Basically the declaration doesn't produce any code - only the assignment does.

Question 2

Here it is key to note that at the hardware level, there aren't instructions like "break" or "continue". You really only have jumps, either conditional or not, which are basically gotos. Both break and continue will be translated to jumps. In your case, a break inside a switch, where the break is the last statement in the loop, and a continue inside the switch have exactly the same effect, so I expect them to be compiled identically, but let's check.

Let's use this test case:

int func(unsigned int num, int iters) {
  for (; iters > 0; iters--) {
    switch (num) {
      case 0:
        sinka();
        break;
      case 1:
        sinkb();
        break;
      case 2:
        sinkc();
        break;
      case 3:
        sinkd();
        break;
      case 4:
        sinkd();
        break;
    }
  }
}

It uses the break to exist the case. Here's the godbolt output on gcc 4.4.7 for x86, ignoring the function prologue:

.L13:
        cmp     ebp, 4
        ja      .L3
        jmp     [QWORD PTR [r13+r12*8]] # indirect jump
.L9:
        .quad   .L4
        .quad   .L5
        .quad   .L6
        .quad   .L7
        .quad   .L8
.L4:
        call    sinka()
        jmp     .L3
.L5:
        call    sinkb()
        jmp     .L3
.L6
        call    sinkc()
        jmp     .L3
.L7
        call    sinkd()
        jmp     .L3
.L8
        call    sinkd()
.L3:
        sub     ebx, 1
        test    ebx, ebx
        jg      .L13

Here, the compile has chosen a jump table approach.

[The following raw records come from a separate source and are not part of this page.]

use std::io;
use std::path::PathBuf;

use anyhow::{Result, anyhow};
use clap::{Parser, Subcommand};
use pixelperfect_id::config::StudioConfig;
use pixelperfect_id::{PhotoJob, Session, Sizing, StudioError, process_photo, shell};
use ppid_scale::plan::{ResizeMode, TargetSpec};
use ppid_scale::presets::PresetId;

/// Resize photos to standard ID-photo sizes.
#[derive(Parser, Debug)]
#[command(name = "ppid")]
#[command(about = "📸 Resize and crop photos to standard ID-photo sizes")]
#[command(long_about = "Resize and crop photos to standard ID-photo sizes (1 inch, 2 inch, large 2 inch)
or any custom size, optionally get an AI suitability critique, and save as JPEG.
Set GEMINI_API_KEY (or API_KEY) to enable critiques.")]
struct Args {
    /// Directory saved images are written to
    #[arg(short, long, global = true, default_value = ".", help = "Output directory for saved images")]
    out: PathBuf,

    #[command(subcommand)]
    command: Command,
}

#[derive(Subcommand, Debug)]
enum Command {
    /// Resize one photo and save it
    Resize {
        /// Photo to resize
        input: PathBuf,

        /// ID preset (center crop)
        #[arg(short, long, value_enum, conflicts_with = "size")]
        preset: Option<PresetId>,

        /// Custom size as WIDTHxHEIGHT, e.g. 600x800
        #[arg(short, long)]
        size: Option<String>,

        /// Mode for a custom size
        #[arg(short, long, value_enum, requires = "size")]
        mode: Option<ResizeMode>,

        /// Ask the AI for a suitability critique of the result
        #[arg(long)]
        critique: bool,
    },
    /// List the ID presets
    Presets,
    /// Interactive session reading one command per line
    Shell {
        /// Photo to load at start
        input: Option<PathBuf>,
    },
}

fn main() -> Result<()> {
    env_logger::Builder::from_env(env_logger::Env::default().default_filter_or("info")).init();
    let args = Args::parse();
    let config = StudioConfig::from_env().with_output_dir(args.out);
    config.validate().map_err(anyhow::Error::msg)?;

    match args.command {
        Command::Presets => {
            println!("{}", shell::preset_table());
            Ok(())
        }
        Command::Resize {
            input,
            preset,
            size,
            mode,
            critique,
        } => {
            let sizing = parse_sizing(preset, size.as_deref(), mode)?;
            let report = process_photo(config, PhotoJob { input, sizing, critique })
                .map_err(explain)?;
            println!("✅ {} → {}", report.original, report.output);
            if let Some(critique) = &report.critique {
                println!("✨ AI Photo Analysis\n{}", critique.text());
            }
            println!("💾 Saved {}", report.saved.display());
            Ok(())
        }
        Command::Shell { input } => {
            let mut session = Session::new(config);
            if let Some(path) = input {
                let outcome = session.load(&path).map_err(|e| anyhow!("{}: {}", e.user_notice(), e))?;
                println!("{}", shell::describe(&outcome));
            }
            let stdin = io::stdin();
            shell::run(&mut session, stdin.lock(), io::stdout())?;
            Ok(())
        }
    }
}

/// Map the resize flags to a [`Sizing`]; a preset wins, custom size stretches by default.
fn parse_sizing(preset: Option<PresetId>, size: Option<&str>, mode: Option<ResizeMode>) -> Result<Sizing> {
    match (preset, size) {
        (Some(p), _) => Ok(Sizing::Preset(p.preset().id.to_string())),
        (None, Some(size)) => {
            let (w, h) = size
                .split_once(['x', 'X'])
                .ok_or_else(|| anyhow!("Invalid size format: {}. Use WIDTHxHEIGHT, e.g. 600x800", size))?;
            match mode {
                None | Some(ResizeMode::Stretch) => Ok(Sizing::Custom {
                    width: w.to_string(),
                    height: h.to_string(),
                }),
                Some(mode) => {
                    let w = pixelperfect_id::session::parse_dimension("width", w)?;
                    let h = pixelperfect_id::session::parse_dimension("height", h)?;
                    Ok(Sizing::Exact(TargetSpec::new(w, h, mode)?))
                }
            }
        }
        (None, None) => Err(anyhow!("Choose a --preset or a --size")),
    }
}

/// Prefix the user notice when the failure came from the studio.
fn explain(err: anyhow::Error) -> anyhow::Error {
    let notice = err.downcast_ref::<StudioError>().map(StudioError::user_notice);
    match notice {
        Some(notice) => err.context(notice),
        None => err,
    }
}
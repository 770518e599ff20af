// SPDX-License-Identifier: MIT
//! # ppid-scale: ID Photo Geometry and Rasterization
//!
//! Pure geometry for turning an arbitrary photo into a fixed-size ID photo,
//! plus a CPU rasterizer that executes the resulting plan.
//!
//! ## Key Components
//!
//! - [`plan`]: `TargetSpec` → `DrawPlan` for Stretch, CropCenter and FitContain
//! - [`presets`]: the static ID-photo size catalog
//! - [`cpu`]: executes a `DrawPlan` into an RGB8 canvas using fast_image_resize
//!
//! ## Usage Example
//!
//! ```rust
//! use ppid_scale::plan::{build_plan, ResizeMode, Size, TargetSpec};
//! use ppid_scale::cpu::{canvas_len, render_rgb_cpu, Staging};
//!
//! let input = Size::new(1000, 800);
//! let plan = build_plan(input, TargetSpec::new(295, 413, ResizeMode::CropCenter)?)?;
//!
//! let rgba = vec![128u8; (input.w * input.h * 4) as usize];
//! let mut resizer = fast_image_resize::Resizer::new();
//! let mut staging = Staging::with_capacity(0);
//! let mut canvas = vec![0u8; canvas_len(plan.canvas)?];
//! render_rgb_cpu(&mut resizer, &rgba, &plan, &mut canvas, &mut staging)?;
//! # Ok::<(), Box<dyn std::error::Error>>(())
//! ```

pub mod cpu;
pub mod plan;
pub mod presets;
//! # Rendering Surface
//!
//! Executes a draw plan against a [`SourceImage`] and encodes the canvas as
//! JPEG. The resizer, the flattening scratch buffer and the canvas buffer are
//! kept between renders so repeated preset clicks do not reallocate.

use std::fmt;
use std::sync::Arc;
use std::time::Instant;

use fast_image_resize::Resizer;
use image::ExtendedColorType;
use image::codecs::jpeg::JpegEncoder;
use ppid_scale::cpu::{Staging, canvas_len, render_rgb_cpu};
use ppid_scale::plan::{DrawPlan, ResizeMode, Size, TargetSpec, build_plan};

use crate::error::{StudioError, StudioResult};
use crate::loader::SourceImage;

pub const JPEG_MIME: &str = "image/jpeg";

/// Largest width or height a baseline JPEG can carry.
pub const MAX_JPEG_SIDE: u32 = u16::MAX as u32;

/// Encoded output of one render. Never modified; a new render replaces it.
#[derive(Clone)]
pub struct RenderedImage {
    id: u64,
    size: Size,
    mode: ResizeMode,
    jpeg: Arc<Vec<u8>>,
}

impl RenderedImage {
    /// Identity of this render, unique within a [`RenderSurface`].
    pub fn id(&self) -> u64 {
        self.id
    }

    pub fn size(&self) -> Size {
        self.size
    }

    pub fn mode(&self) -> ResizeMode {
        self.mode
    }

    pub fn jpeg(&self) -> &[u8] {
        &self.jpeg
    }
}

impl fmt::Debug for RenderedImage {
    fn fmt(&self, f: &mut fmt::Formatter<'_>) -> fmt::Result {
        f.debug_struct("RenderedImage")
            .field("id", &self.id)
            .field("size", &self.size)
            .field("mode", &self.mode)
            .field("jpeg_len", &self.jpeg.len())
            .finish()
    }
}

/// Off-screen canvas plus encoder.
pub struct RenderSurface {
    resizer: Resizer,
    staging: Staging,
    canvas: Vec<u8>,
    quality: u8,
    next_id: u64,
}

impl RenderSurface {
    pub fn new(quality: u8) -> Self {
        Self {
            resizer: Resizer::new(),
            staging: Staging::with_capacity(0),
            canvas: Vec::new(),
            quality,
            next_id: 1,
        }
    }

    pub fn quality(&self) -> u8 {
        self.quality
    }

    /// Render `source` at `target`. Always reads the source's own pixels, so
    /// the result never depends on earlier renders.
    pub fn render(&mut self, source: &SourceImage, target: TargetSpec) -> StudioResult<RenderedImage> {
        let started = Instant::now();
        let plan = build_plan(source.size(), target)?;
        log::debug!(
            "🧮 Plan {} -> {} ({}): src {:?} dst {:?}",
            plan.input,
            plan.canvas,
            plan.mode,
            plan.src_rect,
            plan.dst_rect
        );

        let jpeg = self.rasterize_and_encode(source, &plan).map_err(|e| {
            e.with_context(format!("rendering {} as {} {}", source.name(), plan.mode, plan.canvas))
        })?;

        let id = self.next_id;
        self.next_id += 1;
        log::info!(
            "🖼️ Rendered #{} {} {} ({} bytes, {:.1?})",
            id,
            plan.mode,
            plan.canvas,
            jpeg.len(),
            started.elapsed()
        );

        Ok(RenderedImage {
            id,
            size: plan.canvas,
            mode: plan.mode,
            jpeg: Arc::new(jpeg),
        })
    }

    /// JPEG of the source at its natural size, transparency flattened onto white.
    pub fn encode_original(&mut self, source: &SourceImage) -> StudioResult<Vec<u8>> {
        let size = source.size();
        let plan = build_plan(size, TargetSpec::new(size.w, size.h, ResizeMode::Stretch)?)?;
        let jpeg = self
            .rasterize_and_encode(source, &plan)
            .map_err(|e| e.with_context(format!("encoding {} as JPEG", source.name())))?;
        log::debug!("🗜️ Encoded original {} ({} bytes)", size, jpeg.len());
        Ok(jpeg)
    }

    fn rasterize_and_encode(&mut self, source: &SourceImage, plan: &DrawPlan) -> StudioResult<Vec<u8>> {
        let len = self.reserve_canvas(plan.canvas)?;
        self.canvas.resize(len, 0);
        render_rgb_cpu(
            &mut self.resizer,
            source.rgba(),
            plan,
            &mut self.canvas,
            &mut self.staging,
        )?;

        let mut jpeg = Vec::with_capacity(len / 8);
        let mut encoder = JpegEncoder::new_with_quality(&mut jpeg, self.quality);
        encoder
            .encode(&self.canvas[..len], plan.canvas.w, plan.canvas.h, ExtendedColorType::Rgb8)
            .map_err(|e| StudioError::encoding("jpeg", e.to_string()))?;
        Ok(jpeg)
    }

    /// Check `size` against the encoder limits and reserve its buffer without aborting.
    fn reserve_canvas(&mut self, size: Size) -> StudioResult<usize> {
        if size.w > MAX_JPEG_SIDE || size.h > MAX_JPEG_SIDE {
            return Err(StudioError::processing(
                "allocate_canvas",
                format!("{} exceeds the JPEG limit of {} pixels per side", size, MAX_JPEG_SIDE),
            ));
        }
        let len = canvas_len(size)?;
        self.canvas
            .try_reserve_exact(len.saturating_sub(self.canvas.len()))
            .map_err(|e| StudioError::processing("allocate_canvas", format!("{}: {}", size, e)))?;
        Ok(len)
    }
}
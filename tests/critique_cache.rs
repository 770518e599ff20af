//! Critique requests: caching by displayed image, forced refresh, placeholders.

mod common;

use common::{ScriptedModel, write_photo};
use pixelperfect_id::config::StudioConfig;
use pixelperfect_id::critique::{Critic, Critique, FAILURE_MESSAGE, MISSING_KEY_MESSAGE, Verdict};
use pixelperfect_id::{Action, Outcome, Session};
use tempfile::TempDir;

const REPORT: &str = "✅ Suitable\n- Plain background\n- Even lighting";

fn session_with(model: &ScriptedModel, dir: &TempDir) -> Session {
    let config = StudioConfig::default().with_output_dir(dir.path());
    let mut session = Session::with_critic(config, Critic::new(Some(Box::new(model.clone()))));
    let path = write_photo(dir.path(), "face.png", 600, 800);
    session.dispatch(Action::Load { path }).unwrap();
    session
}

fn critique(session: &mut Session, force: bool) -> (Critique, bool) {
    match session.dispatch(Action::Critique { force }).unwrap() {
        Outcome::Critiqued { critique, cached } => (critique, cached),
        other => panic!("unexpected {:?}", other),
    }
}

#[test]
fn same_render_is_served_from_cache() {
    let dir = TempDir::new().unwrap();
    let model = ScriptedModel::replying(REPORT);
    let mut session = session_with(&model, &dir);
    session.dispatch(Action::ApplyPreset { id: "1inch".into() }).unwrap();

    let (first, cached) = critique(&mut session, false);
    assert!(!cached);
    assert_eq!(first, Critique::Report(REPORT.to_string()));
    assert_eq!(first.verdict(), Verdict::Suitable);

    let (second, cached) = critique(&mut session, false);
    assert!(cached);
    assert_eq!(second, first);
    assert_eq!(model.calls.get(), 1);
    assert!(session.status().critique_cached);
}

#[test]
fn rendered_image_is_sent_as_jpeg() {
    let dir = TempDir::new().unwrap();
    let model = ScriptedModel::replying(REPORT);
    let mut session = session_with(&model, &dir);
    session.dispatch(Action::ApplyPreset { id: "2inch".into() }).unwrap();
    critique(&mut session, false);

    let jpeg_len = session.rendered().unwrap().jpeg().len();
    assert_eq!(model.seen.borrow().as_slice(), &[(jpeg_len, "image/jpeg".to_string())]);
}

#[test]
fn original_is_sent_with_its_own_type() {
    let dir = TempDir::new().unwrap();
    let model = ScriptedModel::replying(REPORT);
    let mut session = session_with(&model, &dir);
    critique(&mut session, false);

    let png_len = session.source().unwrap().encoded().len();
    assert_eq!(model.seen.borrow().as_slice(), &[(png_len, "image/png".to_string())]);
}

#[test]
fn new_render_invalidates_cache() {
    let dir = TempDir::new().unwrap();
    let model = ScriptedModel::replying(REPORT);
    let mut session = session_with(&model, &dir);

    session.dispatch(Action::ApplyPreset { id: "1inch".into() }).unwrap();
    critique(&mut session, false);
    // Same preset again still produces a new image.
    session.dispatch(Action::ApplyPreset { id: "1inch".into() }).unwrap();
    assert!(!session.status().critique_cached);

    let (_, cached) = critique(&mut session, false);
    assert!(!cached);
    assert_eq!(model.calls.get(), 2);
}

#[test]
fn reset_and_new_upload_invalidate_cache() {
    let dir = TempDir::new().unwrap();
    let model = ScriptedModel::replying(REPORT);
    let mut session = session_with(&model, &dir);

    session.dispatch(Action::ApplyPreset { id: "2inch".into() }).unwrap();
    critique(&mut session, false);
    session.dispatch(Action::Reset).unwrap();
    let (_, cached) = critique(&mut session, false);
    assert!(!cached);

    let path = write_photo(dir.path(), "other.png", 300, 300);
    session.dispatch(Action::Load { path }).unwrap();
    let (_, cached) = critique(&mut session, false);
    assert!(!cached);
    assert_eq!(model.calls.get(), 3);
}

#[test]
fn force_bypasses_cache() {
    let dir = TempDir::new().unwrap();
    let model = ScriptedModel::replying(REPORT);
    let mut session = session_with(&model, &dir);

    critique(&mut session, false);
    let (_, cached) = critique(&mut session, true);
    assert!(!cached);
    assert_eq!(model.calls.get(), 2);
}

#[test]
fn failures_are_placeholders_and_not_cached() {
    let dir = TempDir::new().unwrap();
    let model = ScriptedModel::failing();
    let mut session = session_with(&model, &dir);

    let (first, _) = critique(&mut session, false);
    assert_eq!(first.text(), FAILURE_MESSAGE);
    assert_eq!(first.verdict(), Verdict::Unknown);

    let (_, cached) = critique(&mut session, false);
    assert!(!cached);
    assert_eq!(model.calls.get(), 2);
}

#[test]
fn missing_key_makes_no_request() {
    let dir = TempDir::new().unwrap();
    let config = StudioConfig::from_lookup(|_| None).with_output_dir(dir.path());
    let mut session = Session::new(config);
    let path = write_photo(dir.path(), "face.png", 100, 120);
    session.dispatch(Action::Load { path }).unwrap();

    let (result, cached) = critique(&mut session, false);
    assert_eq!(result, Critique::Unavailable(MISSING_KEY_MESSAGE.to_string()));
    assert!(!cached);
    assert!(!session.status().critique_available);
}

The value of num is used to look up a jump address (the table is the series of .quad directives), and then an indirect jump is made to one of the label L4 through L8. The breaks change into jmp .L3, which executes the loop logic.

Note that a jump table isn't the only way to compile a switch - if I used 4 or less case statements, the compile instead chose a series of branches.

Let's try the same example, but with each break replaced with a continue:

int func(unsigned int num, int iters) {
  for (; iters > 0; iters--) {
    switch (num) {
      case 0:
        sinka();
        continue;
... [16 lines omitted] ...
    }
  }
}

As you might have guessed by now, the results are identical - at for this particular compiler and target. The continue statements and break statements imply the exact same control flow, so I'd expect this to be true for most decent compilers with optimization turned on.

Upvotes: 3

Careful Now
Careful Now

Reputation: 272

For Question 2, a processor should be able to handle break reasonably well since it is effectively a branch that will always occur in assembly so it shouldn't cause too much issue. This should mean there is no pipeline flush for the reason stated as the branch prediction unit should get this one right. I believe Question 1 was answered above.